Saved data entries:
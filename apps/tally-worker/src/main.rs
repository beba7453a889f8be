//! # Tally Worker
//!
//! Runs the accounting sync scheduler and exposes the admin operations on
//! the command line.
//!
//! ## Commands
//! ```text
//! tally-worker [--config PATH] run
//! tally-worker [--config PATH] run-once <tenant>
//! tally-worker [--config PATH] sync <tenant> <kind> <id>...
//! tally-worker [--config PATH] invoice-status <tenant> <order_id> <draft|invoiced|paid|cancelled>
//! tally-worker [--config PATH] test-connection <tenant>
//! tally-worker [--config PATH] status <tenant>
//! ```
//!
//! ## Log Levels
//! - `RUST_LOG=debug` - Show debug messages
//! - `RUST_LOG=tally_sync=trace` - Trace the sync engine only
//! - Default: `info,tally_sync=debug,sqlx=warn`

use std::path::PathBuf;
use std::sync::Arc;

use anyhow::{Context, Result};
use chrono::Utc;
use clap::{Parser, Subcommand};
use tracing::info;
use tracing_subscriber::EnvFilter;

use tally_core::{EntityKind, InvoiceStatus, TriggerSource};
use tally_db::{Database, DbConfig};
use tally_sync::{
    tenant_status, HttpApiFactory, ManualSyncRequest, ManualTrigger, Scheduler, SyncConfig,
    SyncEngine, TenantAccountingContext,
};

/// Log entries and failures shown by `status`.
const STATUS_LIMIT: u32 = 20;

/// Tally Sync worker - accounting sync scheduler and admin commands
#[derive(Parser, Debug)]
#[command(name = "tally-worker")]
#[command(author, version, about, long_about = None)]
#[command(propagate_version = true)]
struct Cli {
    /// Config file (defaults to the platform config dir, then TALLY_* env)
    #[arg(long, global = true, value_name = "PATH")]
    config: Option<PathBuf>,

    #[command(subcommand)]
    command: Command,
}

#[derive(Subcommand, Debug)]
enum Command {
    /// Run the scheduler until SIGTERM or Ctrl+C
    Run,

    /// Run one full sync for a tenant now
    RunOnce {
        tenant_id: String,
    },

    /// Push specific records (also the retry path for failed ones)
    Sync {
        tenant_id: String,

        /// customer, product, order, payment or refund
        kind: EntityKind,

        #[arg(required = true)]
        ids: Vec<String>,
    },

    /// Move a synced invoice to a new remote status
    InvoiceStatus {
        tenant_id: String,
        order_id: String,

        /// draft, invoiced, paid or cancelled
        status: InvoiceStatus,
    },

    /// Check credentials against the accounting API
    TestConnection {
        tenant_id: String,
    },

    /// Print settings, recent log entries and failed mappings as JSON
    Status {
        tenant_id: String,
    },
}

#[tokio::main]
async fn main() -> Result<()> {
    init_tracing();

    let cli = Cli::parse();

    let config = SyncConfig::load(cli.config).context("loading sync config")?;
    info!(
        api = %config.api.base_url,
        database = %config.database.path.display(),
        "Configuration loaded"
    );

    let db = Database::new(
        DbConfig::new(&config.database.path).max_connections(config.database.max_connections),
    )
    .await
    .context("opening database")?;

    let factory = Arc::new(HttpApiFactory::new(config.api.clone())?);
    let scheduler = Scheduler::new(db.clone(), factory.clone(), config.scheduler.clone());

    match cli.command {
        Command::Run => {
            scheduler.run(shutdown_signal()).await;
            info!("Worker stopped");
        }

        Command::RunOnce { tenant_id } => {
            let report = scheduler.run_tenant(&tenant_id, Utc::now()).await?;
            println!("{}: {}", report.tenant_id, report.status);
            for batch in &report.batches {
                println!(
                    "  {:<8} {:<7} processed={} failed={}",
                    batch.kind.to_string(),
                    batch.status.to_string(),
                    batch.processed,
                    batch.failed
                );
            }
            for error in &report.errors {
                println!("  ! {}", error);
            }
        }

        Command::Sync { tenant_id, kind, ids } => {
            let trigger = ManualTrigger::new(db, factory, scheduler.lock().clone());
            let response = trigger
                .trigger(ManualSyncRequest::new(tenant_id, kind, ids))
                .await?;
            println!("{}", serde_json::to_string_pretty(&response)?);
        }

        Command::InvoiceStatus { tenant_id, order_id, status } => {
            let ctx = TenantAccountingContext::load(&db, factory.as_ref(), &tenant_id).await?;
            SyncEngine::new(db)
                .transition_invoice_status(&ctx, &order_id, status, TriggerSource::Manual)
                .await?;
            println!("{} -> {}", order_id, status);
        }

        Command::TestConnection { tenant_id } => {
            let ctx = TenantAccountingContext::load(&db, factory.as_ref(), &tenant_id).await?;
            SyncEngine::new(db)
                .test_connection(&ctx, TriggerSource::Manual)
                .await?;
            println!("{}: connection ok", tenant_id);
        }

        Command::Status { tenant_id } => {
            let status = tenant_status(&db, &tenant_id, STATUS_LIMIT).await?;
            println!("{}", serde_json::to_string_pretty(&status)?);
        }
    }

    Ok(())
}

/// Initializes tracing with an env-driven filter.
fn init_tracing() {
    let filter = EnvFilter::try_from_default_env()
        .unwrap_or_else(|_| EnvFilter::new("info,tally_sync=debug,sqlx=warn"));

    tracing_subscriber::fmt()
        .with_env_filter(filter)
        .with_target(true)
        .init();
}

/// Resolves on Ctrl+C or SIGTERM.
async fn shutdown_signal() {
    let ctrl_c = async {
        if let Err(e) = tokio::signal::ctrl_c().await {
            tracing::error!(error = %e, "Failed to listen for Ctrl+C");
            std::future::pending::<()>().await;
        }
    };

    #[cfg(unix)]
    let terminate = async {
        match tokio::signal::unix::signal(tokio::signal::unix::SignalKind::terminate()) {
            Ok(mut signal) => {
                signal.recv().await;
            }
            Err(e) => {
                tracing::error!(error = %e, "Failed to install SIGTERM handler");
                std::future::pending::<()>().await;
            }
        }
    };

    #[cfg(not(unix))]
    let terminate = std::future::pending::<()>();

    tokio::select! {
        _ = ctrl_c => {},
        _ = terminate => {},
    }

    info!("Shutdown signal received, finishing current tick");
}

▸ **Work item**
Which lines above hold the string "sqlx"? Show each of them.

▸ **Reply to the task**
//! - Default: `info,tally_sync=debug,sqlx=warn`
        .unwrap_or_else(|_| EnvFilter::new("info,tally_sync=debug,sqlx=warn"));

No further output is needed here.